As shown in Figure 1b, MHC class I antigens are also expected to play a role in female fertility. MHC class I antigens probably regulate both male and female fertility. In this study, we focused on T-KO sperm function at fertilization, because the causes of female fertility problems are diversified. Our present study contributes to the understanding of the molecular mechanism related to the suppression of non-random fertilization, but the cause of MHC-class-I-related female fertility problems remains unsolved.
4. Materials and Methods
4.1. Antibodies
A rabbit polyclonal antibody (polyAb) against a synthetic peptide corresponding to H2-Kb (ab93364) (Abcam PLC., Cambridge, MA, USA) was used for immunoblotting. Mouse anti-H2-Kb/H2-Db monoclonal antibody (mAb) (clone No. 28-8-6) (BioLegend, Inc., San Diego, CA, USA) was used for immunoblotting. Rat anti-mouse CD9 mAb (KMC8) and horseradish peroxidase (HRP)-conjugated streptavidin were purchased from BD Biosciences (San Jose, CA, USA). HRP-conjugated secondary antibodies (Sigma-Aldrich, St. Louis, MO, USA) were used for immunoblotting.
4.2. MHC-Class-I- and β2M-Deficient Mice
Triple-heterozygous (T-hetero) mouse embryos with a C57BL/6J background were purchased from the Jackson laboratory [13] and transferred to the oviducts of pseudopregnant female ICR mice. T-hetero females were mated with T-hetero males to yield T-KO mice progeny. The genotypes of the progeny were identified using sets of primers and standard procedures (Table S1). For in vitro fertilization (IVF), 8- to 12-week-old female and male C57BL/6J mice were purchased from Japan SLC Inc. (Shizuoka, Japan). The sex ratio was determined by observing the sexual dimorphism of external genitalia. The number of neonates who died by cannibalization and abandonment in 24 h after birth was counted.

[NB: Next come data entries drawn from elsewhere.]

//! The rule catalog.
//!
//! Rules are plain data: an id, a severity, a scope and a check function.
//! Checks are pure; anything that needs the network or a toolchain is
//! gathered by the analyzer beforehand and handed in through
//! [`PlatformContext`].

use std::path::PathBuf;

use serde::{Deserialize, Serialize};
use url::Url;

use speclint_runner::BuildOutput;
use speclint_spec::{stub_description, stub_summary, Specification, STUB_HOST};

use crate::finding::Severity;

/// Longest summary that does not draw a warning.
pub const MAX_SUMMARY_LENGTH: usize = 140;

/// What a rule looks at.
#[derive(Debug, Clone, Copy, PartialEq, Eq, Serialize, Deserialize)]
#[serde(rename_all = "snake_case")]
pub enum RuleScope {
    WholeSpec,
    PerPlatform,
}

/// Input to whole-spec rules.
#[derive(Debug, Clone, Copy)]
pub struct SpecContext<'a> {
    pub spec: &'a Specification,
    /// File name of the spec without its extension.
    pub file_stem: &'a str,
}

/// Input to per-platform rules.
#[derive(Debug, Clone, Copy)]
pub struct PlatformContext<'a> {
    pub spec: &'a Specification,
    pub platform: &'a str,
    pub patterns: &'a [String],
    /// Files matched by `patterns` in the fetched source. Only set for fetch rules.
    pub files: Option<&'a [PathBuf]>,
    /// Outcome of building `files`, when a build ran.
    pub build: Option<&'a BuildOutput>,
}

type SpecCheck = fn(&SpecContext<'_>) -> Vec<String>;
type PlatformCheck = fn(&PlatformContext<'_>) -> Vec<String>;

#[derive(Clone, Copy)]
enum Check {
    Spec(SpecCheck),
    Platform(PlatformCheck),
}

/// A lint rule.
#[derive(Clone, Copy)]
pub struct Rule {
    pub id: &'static str,
    pub description: &'static str,
    pub severity: Severity,
    /// Needs the fetched source, and possibly a build. Skipped in quick mode.
    pub requires_fetch: bool,
    check: Check,
}

impl std::fmt::Debug for Rule {
    fn fmt(&self, f: &mut std::fmt::Formatter<'_>) -> std::fmt::Result {
        f.debug_struct("Rule")
            .field("id", &self.id)
            .field("severity", &self.severity)
            .field("scope", &self.scope())
            .field("requires_fetch", &self.requires_fetch)
            .finish()
    }
}

impl Rule {
    pub fn scope(&self) -> RuleScope {
        match self.check {
            Check::Spec(_) => RuleScope::WholeSpec,
            Check::Platform(_) => RuleScope::PerPlatform,
        }
    }

    /// Messages for a whole-spec rule. Per-platform rules yield nothing here.
    pub fn check_spec(&self, ctx: &SpecContext<'_>) -> Vec<String> {
        match self.check {
            Check::Spec(check) => check(ctx),
            Check::Platform(_) => Vec::new(),
        }
    }

    /// Messages for a per-platform rule. Whole-spec rules yield nothing here.
    pub fn check_platform(&self, ctx: &PlatformContext<'_>) -> Vec<String> {
        match self.check {
            Check::Platform(check) => check(ctx),
            Check::Spec(_) => Vec::new(),
        }
    }
}

static CATALOG: &[Rule] = &[
    Rule {
        id: "name_matches_file",
        description: "The spec name equals its file name",
        severity: Severity::Error,
        requires_fetch: false,
        check: Check::Spec(name_matches_file),
    },
    Rule {
        id: "version_valid",
        description: "The version is a semantic version",
        severity: Severity::Error,
        requires_fetch: false,
        check: Check::Spec(version_valid),
    },
    Rule {
        id: "license_present",
        description: "A license file or license text is declared",
        severity: Severity::Error,
        requires_fetch: false,
        check: Check::Spec(license_present),
    },
    Rule {
        id: "license_type_present",
        description: "The license type is declared",
        severity: Severity::Warning,
        requires_fetch: false,
        check: Check::Spec(license_type_present),
    },
    Rule {
        id: "summary_present",
        description: "The summary is set and is not the generated placeholder",
        severity: Severity::Warning,
        requires_fetch: false,
        check: Check::Spec(summary_present),
    },
    Rule {
        id: "summary_short",
        description: "The summary fits in 140 characters",
        severity: Severity::Warning,
        requires_fetch: false,
        check: Check::Spec(summary_short),
    },
    Rule {
        id: "description_meaningful",
        description: "The description is not the generated placeholder",
        severity: Severity::Warning,
        requires_fetch: false,
        check: Check::Spec(description_meaningful),
    },
    Rule {
        id: "homepage_reachable_format",
        description: "The homepage is an absolute http(s) URL",
        severity: Severity::Warning,
        requires_fetch: false,
        check: Check::Spec(homepage_reachable_format),
    },
    Rule {
        id: "authors_present",
        description: "At least one author is declared",
        severity: Severity::Warning,
        requires_fetch: false,
        check: Check::Spec(authors_present),
    },
    Rule {
        id: "source_reference_valid",
        description: "The source has a URL and exactly one of tag, commit or branch",
        severity: Severity::Error,
        requires_fetch: false,
        check: Check::Spec(source_reference_valid),
    },
    Rule {
        id: "stub_placeholders_replaced",
        description: "Homepage and source no longer point at the placeholder host",
        severity: Severity::Warning,
        requires_fetch: false,
        check: Check::Spec(stub_placeholders_replaced),
    },
    Rule {
        id: "platform_patterns_declared",
        description: "Each platform declares source file patterns",
        severity: Severity::Error,
        requires_fetch: false,
        check: Check::Platform(platform_patterns_declared),
    },
    Rule {
        id: "source_files_present",
        description: "The source file patterns match files in the fetched source",
        severity: Severity::Error,
        requires_fetch: true,
        check: Check::Platform(source_files_present),
    },
    Rule {
        id: "build_succeeds",
        description: "The source files build without errors",
        severity: Severity::Error,
        requires_fetch: true,
        check: Check::Platform(build_succeeds),
    },
    Rule {
        id: "build_warnings",
        description: "The source files build without warnings",
        severity: Severity::Warning,
        requires_fetch: true,
        check: Check::Platform(build_warnings),
    },
];

/// All rules, in evaluation order.
pub fn catalog() -> &'static [Rule] {
    CATALOG
}

/// Look up a rule by id.
pub fn find(id: &str) -> Option<&'static Rule> {
    CATALOG.iter().find(|r| r.id == id)
}

fn name_matches_file(ctx: &SpecContext<'_>) -> Vec<String> {
    if ctx.spec.name == ctx.file_stem {
        Vec::new()
    } else {
        vec!["The name of the spec should match the name of the file".to_string()]
    }
}

fn version_valid(ctx: &SpecContext<'_>) -> Vec<String> {
    let version = &ctx.spec.version;
    let mut messages = Vec::new();
    if version.is_numeric() {
        messages.push(format!(
            "The version should be quoted (`{}` was read from an unquoted number)",
            version
        ));
    }
    if !ctx.spec.has_valid_version() {
        messages.push(format!(
            "The version of the spec should be a valid semantic version (`{}`)",
            version
        ));
    }
    messages
}

fn license_present(ctx: &SpecContext<'_>) -> Vec<String> {
    let license = &ctx.spec.license;
    if license.has_file() || license.has_text() {
        Vec::new()
    } else {
        vec!["Missing license[:file] or [:text]".to_string()]
    }
}

fn license_type_present(ctx: &SpecContext<'_>) -> Vec<String> {
    if ctx.spec.license.kind.trim().is_empty() {
        vec!["Missing license[:type]".to_string()]
    } else {
        Vec::new()
    }
}

fn summary_present(ctx: &SpecContext<'_>) -> Vec<String> {
    let summary = ctx.spec.summary.trim();
    if summary.is_empty() || summary == stub_summary(&ctx.spec.name) {
        vec!["The summary is not meaningful".to_string()]
    } else {
        Vec::new()
    }
}

fn summary_short(ctx: &SpecContext<'_>) -> Vec<String> {
    if ctx.spec.summary.trim().chars().count() > MAX_SUMMARY_LENGTH {
        vec![format!(
            "The summary should be short ({} characters max)",
            MAX_SUMMARY_LENGTH
        )]
    } else {
        Vec::new()
    }
}

fn description_meaningful(ctx: &SpecContext<'_>) -> Vec<String> {
    match ctx.spec.description.as_deref().map(str::trim) {
        Some(d) if d == stub_description(&ctx.spec.name) => {
            vec!["The description is not meaningful".to_string()]
        }
        _ => Vec::new(),
    }
}

fn homepage_reachable_format(ctx: &SpecContext<'_>) -> Vec<String> {
    let well_formed = Url::parse(ctx.spec.homepage.trim())
        .map(|url| matches!(url.scheme(), "http" | "https") && url.host_str().is_some())
        .unwrap_or(false);
    if well_formed {
        Vec::new()
    } else {
        vec!["The homepage should be a well-formed URL".to_string()]
    }
}

fn authors_present(ctx: &SpecContext<'_>) -> Vec<String> {
    if ctx.spec.authors.is_empty() {
        vec!["Missing authors".to_string()]
    } else {
        Vec::new()
    }
}

fn source_reference_valid(ctx: &SpecContext<'_>) -> Vec<String> {
    let Some(source) = ctx.spec.source.as_ref() else {
        return vec!["Missing source".to_string()];
    };

    let mut messages = Vec::new();
    if source.git.trim().is_empty() {
        messages.push("Missing source[:git]".to_string());
    }
    match source.reference_count() {
        1 => {}
        0 => messages.push(
            "The source should specify one of [:tag], [:commit] or [:branch]".to_string(),
        ),
        _ => messages.push(
            "The source should specify only one of [:tag], [:commit] or [:branch]".to_string(),
        ),
    }
    messages
}

fn stub_placeholders_replaced(ctx: &SpecContext<'_>) -> Vec<String> {
    let mut messages = Vec::new();
    if points_at_stub_host(&ctx.spec.homepage) {
        messages.push("The homepage has not been updated from default".to_string());
    }
    if ctx
        .spec
        .source
        .as_ref()
        .map_or(false, |s| points_at_stub_host(&s.git))
    {
        messages.push("The source has not been updated from default".to_string());
    }
    messages
}

// URL hosts are normalized to lower case, so compare without case.
fn points_at_stub_host(value: &str) -> bool {
    Url::parse(value.trim())
        .ok()
        .and_then(|url| url.host_str().map(|h| h.eq_ignore_ascii_case(STUB_HOST)))
        .unwrap_or(false)
}

fn platform_patterns_declared(ctx: &PlatformContext<'_>) -> Vec<String> {
    if ctx.patterns.iter().all(|p| p.trim().is_empty()) {
        vec!["No source_files patterns declared".to_string()]
    } else {
        Vec::new()
    }
}

fn source_files_present(ctx: &PlatformContext<'_>) -> Vec<String> {
    match ctx.files {
        Some([]) => vec!["The source_files pattern did not match any file".to_string()],
        _ => Vec::new(),
    }
}

fn build_succeeds(ctx: &PlatformContext<'_>) -> Vec<String> {
    let Some(build) = ctx.build else {
        return Vec::new();
    };
    if build.success {
        return Vec::new();
    }

    let errors: Vec<String> = build.errors().map(|d| d.message.clone()).collect();
    if errors.is_empty() {
        match build.exit_code {
            Some(code) => vec![format!("The build failed (exit code {})", code)],
            None => vec!["The build failed".to_string()],
        }
    } else {
        errors
    }
}

fn build_warnings(ctx: &PlatformContext<'_>) -> Vec<String> {
    ctx.build
        .map(|build| build.warnings().map(|d| d.message.clone()).collect())
        .unwrap_or_default()
}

All mice were housed under specific pathogen-free controlled conditions. Food and water were available ad libitum. The procedures for performing animal experiments were approved by the Institutional Animal Care and Use Committee of the National Research Institute for Child Health and Development (approval letter number: A2004-004).
4.3. Immunoblotting
Sperm were collected from the epididymis of 12- to 20-week-old T-hetero and T-KO males. The samples were lysed in Laemmli sodium dodecyl sulfate (SDS) sample buffer containing 2% SDS, 62.5 mM Tris-HCl (pH 6.8), 0.005% bromophenol blue, and 7% glycerol. The lysed samples were boiled for 10 min at 95 °C, and resolved by sodium dodecyl sulfate polyacrylamide gel electrophoresis (SDS-PAGE) using 12% acrylamide gels, before immunoblotting. The samples were then reduced with β-mercaptoethanol. Detection of the proteins and primary antibodies of interest was performed by enzyme-linked color development with HRP-conjugated secondary antibodies.
4.4. Flow Cytometric and Immunocytochemical Analyses
Sperm were collected from the epididymis of 12- to 20-week-old T-KO and WT males. Without fixation and permeabilization, the sperm from samples (2 × 106 sperm/sample) was incubated on ice for 30 min in a blocking buffer containing 1% bovine serum albumin (BSA) and 3% fetal bovine serum (FBS) in phosphate-buffered saline (PBS), which blocked nonspecific binding of antibodies. To examine the expression of H2 antigens on the sperm surface, the sperm were incubated with anti-H2-Kb polyAb in the staining buffer for 1 h at 4 °C, for flow cytometry (using 1% FBS in PBS). After washing thrice with flow cytometry staining buffer, the sperm were incubated for 1 h at 4 °C with the HRP-conjugated secondary antibody. The sperm were then washed thrice and analyzed with an SH800 cell sorter (Sony Biotechnology Inc., Tokyo, Japan). The sperm immunoreacted with this antibody were stained with DAPI and observed under a fluorescent microscope (BZ-X710; KEYENCE, Osaka, Japan).
4.5. IVF
Eggs were collected from the oviductal ampulla of superovulated C57BL/6J females (8- to 12-week-old), 14 to 16 h after human chorionic gonadotropin (hCG) injection, and were placed in a 30 µL drop of Toyoda, Yokoyama, Hoshi (TYH) medium covered with paraffin oil (Nacalai Tesque, Inc., Kyoto, Japan), equilibrated with 5% CO2 in air at 37 °C. Sperm were collected from the epididymides of 8- to 12-week-old C57BL/6J (WT) male and T-KO male mice, and sperm capacitation was induced by incubation in TYH medium for 90 min at 37 °C in 5% CO2 before insemination. The final concentrations of sperm added to the eggs were 1.5 × 103 sperm/mL and 1.5 × 104 sperm/mL from WT male and T-KO male mice. To observe the phenomenon of multiple sperm penetration into the zona pellucida (polyspermy) of eggs, the eggs were stained with 4′,6-diamidino-2-phenylindole (DAPI) (WAKO Pure Chemical Industries, Ltd., Osaka, Japan) and observed under an LSM 510 confocal microscope (Zeiss, Thornwood, NY, USA) at 60, 90, and 120 min after insemination.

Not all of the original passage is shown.